■ WHAT THE TASK REQUIRES ■
Find every line in the records below that contains "BatchOutcome", and copy it.

■ SUPPLIED RECORDS ■
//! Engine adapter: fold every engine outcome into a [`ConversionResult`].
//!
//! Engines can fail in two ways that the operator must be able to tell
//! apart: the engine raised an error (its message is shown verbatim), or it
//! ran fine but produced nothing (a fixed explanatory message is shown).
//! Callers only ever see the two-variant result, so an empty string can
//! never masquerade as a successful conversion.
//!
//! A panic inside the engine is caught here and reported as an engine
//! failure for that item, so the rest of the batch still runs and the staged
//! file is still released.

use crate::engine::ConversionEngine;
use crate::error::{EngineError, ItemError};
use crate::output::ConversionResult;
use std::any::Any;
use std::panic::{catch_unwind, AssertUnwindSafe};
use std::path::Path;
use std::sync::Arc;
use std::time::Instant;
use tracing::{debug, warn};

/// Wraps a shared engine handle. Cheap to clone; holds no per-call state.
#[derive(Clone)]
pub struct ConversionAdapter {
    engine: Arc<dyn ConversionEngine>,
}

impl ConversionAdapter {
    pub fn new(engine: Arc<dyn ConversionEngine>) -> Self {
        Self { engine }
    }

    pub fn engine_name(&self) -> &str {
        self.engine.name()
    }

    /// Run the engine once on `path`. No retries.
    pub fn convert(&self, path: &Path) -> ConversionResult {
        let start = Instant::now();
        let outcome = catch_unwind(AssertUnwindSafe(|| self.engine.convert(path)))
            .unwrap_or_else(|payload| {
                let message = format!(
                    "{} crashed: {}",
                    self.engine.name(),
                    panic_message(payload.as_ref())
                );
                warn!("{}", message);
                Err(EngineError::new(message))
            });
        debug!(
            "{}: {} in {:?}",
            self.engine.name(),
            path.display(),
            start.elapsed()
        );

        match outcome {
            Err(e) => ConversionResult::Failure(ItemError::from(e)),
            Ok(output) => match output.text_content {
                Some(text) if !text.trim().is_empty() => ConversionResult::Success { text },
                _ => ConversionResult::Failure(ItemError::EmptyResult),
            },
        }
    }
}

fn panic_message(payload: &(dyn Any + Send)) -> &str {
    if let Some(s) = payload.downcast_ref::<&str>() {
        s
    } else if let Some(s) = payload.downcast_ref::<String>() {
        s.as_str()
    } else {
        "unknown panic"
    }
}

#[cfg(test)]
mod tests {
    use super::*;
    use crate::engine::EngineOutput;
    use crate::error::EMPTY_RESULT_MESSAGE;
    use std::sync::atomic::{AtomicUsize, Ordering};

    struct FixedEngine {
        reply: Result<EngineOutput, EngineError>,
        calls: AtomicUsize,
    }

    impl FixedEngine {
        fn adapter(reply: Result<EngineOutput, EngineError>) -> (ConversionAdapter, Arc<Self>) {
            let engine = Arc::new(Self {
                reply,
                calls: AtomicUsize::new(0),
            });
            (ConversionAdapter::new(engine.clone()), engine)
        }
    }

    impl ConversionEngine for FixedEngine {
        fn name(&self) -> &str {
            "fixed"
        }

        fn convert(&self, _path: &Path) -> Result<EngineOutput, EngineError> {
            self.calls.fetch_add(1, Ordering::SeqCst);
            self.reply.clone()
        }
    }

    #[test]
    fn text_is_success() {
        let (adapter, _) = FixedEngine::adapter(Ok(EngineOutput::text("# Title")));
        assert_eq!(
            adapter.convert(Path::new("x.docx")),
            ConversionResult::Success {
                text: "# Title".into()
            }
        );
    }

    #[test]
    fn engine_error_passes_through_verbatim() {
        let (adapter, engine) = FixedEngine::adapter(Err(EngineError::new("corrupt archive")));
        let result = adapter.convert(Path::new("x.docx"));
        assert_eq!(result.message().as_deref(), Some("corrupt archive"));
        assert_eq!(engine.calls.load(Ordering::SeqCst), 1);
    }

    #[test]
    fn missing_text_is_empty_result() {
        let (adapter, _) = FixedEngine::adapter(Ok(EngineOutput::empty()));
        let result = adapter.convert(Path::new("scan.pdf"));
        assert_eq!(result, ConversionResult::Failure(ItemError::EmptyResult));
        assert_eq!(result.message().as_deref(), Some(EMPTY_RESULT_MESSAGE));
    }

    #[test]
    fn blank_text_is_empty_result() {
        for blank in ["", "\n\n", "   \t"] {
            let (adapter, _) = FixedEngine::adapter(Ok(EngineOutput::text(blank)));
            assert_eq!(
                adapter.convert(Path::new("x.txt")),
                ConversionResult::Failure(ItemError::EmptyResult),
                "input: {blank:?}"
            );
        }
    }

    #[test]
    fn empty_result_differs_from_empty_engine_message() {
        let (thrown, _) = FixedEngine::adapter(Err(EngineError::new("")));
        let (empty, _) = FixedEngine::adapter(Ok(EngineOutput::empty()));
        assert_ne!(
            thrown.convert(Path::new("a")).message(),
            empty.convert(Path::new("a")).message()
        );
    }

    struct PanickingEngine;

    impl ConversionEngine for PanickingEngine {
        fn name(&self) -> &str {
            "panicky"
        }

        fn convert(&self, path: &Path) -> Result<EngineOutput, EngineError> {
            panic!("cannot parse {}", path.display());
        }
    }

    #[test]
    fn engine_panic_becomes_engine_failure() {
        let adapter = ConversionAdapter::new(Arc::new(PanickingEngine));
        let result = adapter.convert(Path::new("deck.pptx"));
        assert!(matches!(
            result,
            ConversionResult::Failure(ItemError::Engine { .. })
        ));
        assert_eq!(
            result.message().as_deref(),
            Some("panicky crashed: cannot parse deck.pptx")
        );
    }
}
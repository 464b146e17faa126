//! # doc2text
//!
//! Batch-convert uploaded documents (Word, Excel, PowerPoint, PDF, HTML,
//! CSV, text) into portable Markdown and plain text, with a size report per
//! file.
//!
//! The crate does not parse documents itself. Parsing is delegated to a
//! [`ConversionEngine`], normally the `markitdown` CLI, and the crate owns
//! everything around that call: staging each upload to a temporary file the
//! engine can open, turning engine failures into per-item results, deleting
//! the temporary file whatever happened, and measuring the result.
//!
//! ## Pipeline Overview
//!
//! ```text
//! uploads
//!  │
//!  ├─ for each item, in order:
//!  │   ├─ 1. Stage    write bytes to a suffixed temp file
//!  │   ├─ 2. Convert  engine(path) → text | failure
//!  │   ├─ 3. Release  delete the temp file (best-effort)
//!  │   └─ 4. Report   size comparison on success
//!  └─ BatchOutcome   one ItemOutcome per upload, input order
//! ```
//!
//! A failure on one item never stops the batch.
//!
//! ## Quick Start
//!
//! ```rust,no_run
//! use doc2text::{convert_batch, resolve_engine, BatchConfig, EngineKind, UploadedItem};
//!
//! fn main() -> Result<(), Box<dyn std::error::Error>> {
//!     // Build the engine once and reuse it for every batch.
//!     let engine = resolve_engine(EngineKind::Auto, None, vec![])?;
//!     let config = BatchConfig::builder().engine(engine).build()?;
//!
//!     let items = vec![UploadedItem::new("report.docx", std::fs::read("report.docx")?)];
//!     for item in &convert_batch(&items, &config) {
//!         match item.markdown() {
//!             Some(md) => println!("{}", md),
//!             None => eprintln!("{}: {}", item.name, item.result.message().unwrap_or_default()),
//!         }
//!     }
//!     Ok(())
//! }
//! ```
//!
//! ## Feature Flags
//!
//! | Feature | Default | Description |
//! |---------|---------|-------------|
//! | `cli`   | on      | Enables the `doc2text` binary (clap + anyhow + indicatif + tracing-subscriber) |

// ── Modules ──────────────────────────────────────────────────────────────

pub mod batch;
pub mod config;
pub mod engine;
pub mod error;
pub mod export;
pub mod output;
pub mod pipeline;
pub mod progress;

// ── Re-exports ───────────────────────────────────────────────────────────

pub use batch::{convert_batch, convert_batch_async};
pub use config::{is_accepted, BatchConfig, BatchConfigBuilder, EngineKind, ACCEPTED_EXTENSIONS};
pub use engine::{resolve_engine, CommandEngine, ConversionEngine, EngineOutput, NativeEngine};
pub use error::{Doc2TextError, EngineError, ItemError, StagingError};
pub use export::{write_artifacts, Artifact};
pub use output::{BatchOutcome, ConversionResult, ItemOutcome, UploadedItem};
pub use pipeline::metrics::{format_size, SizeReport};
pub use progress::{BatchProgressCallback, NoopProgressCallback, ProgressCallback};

■ OUTPUT BELOW ■
//!  └─ BatchOutcome   one ItemOutcome per upload, input order
pub use output::{BatchOutcome, ConversionResult, ItemOutcome, UploadedItem};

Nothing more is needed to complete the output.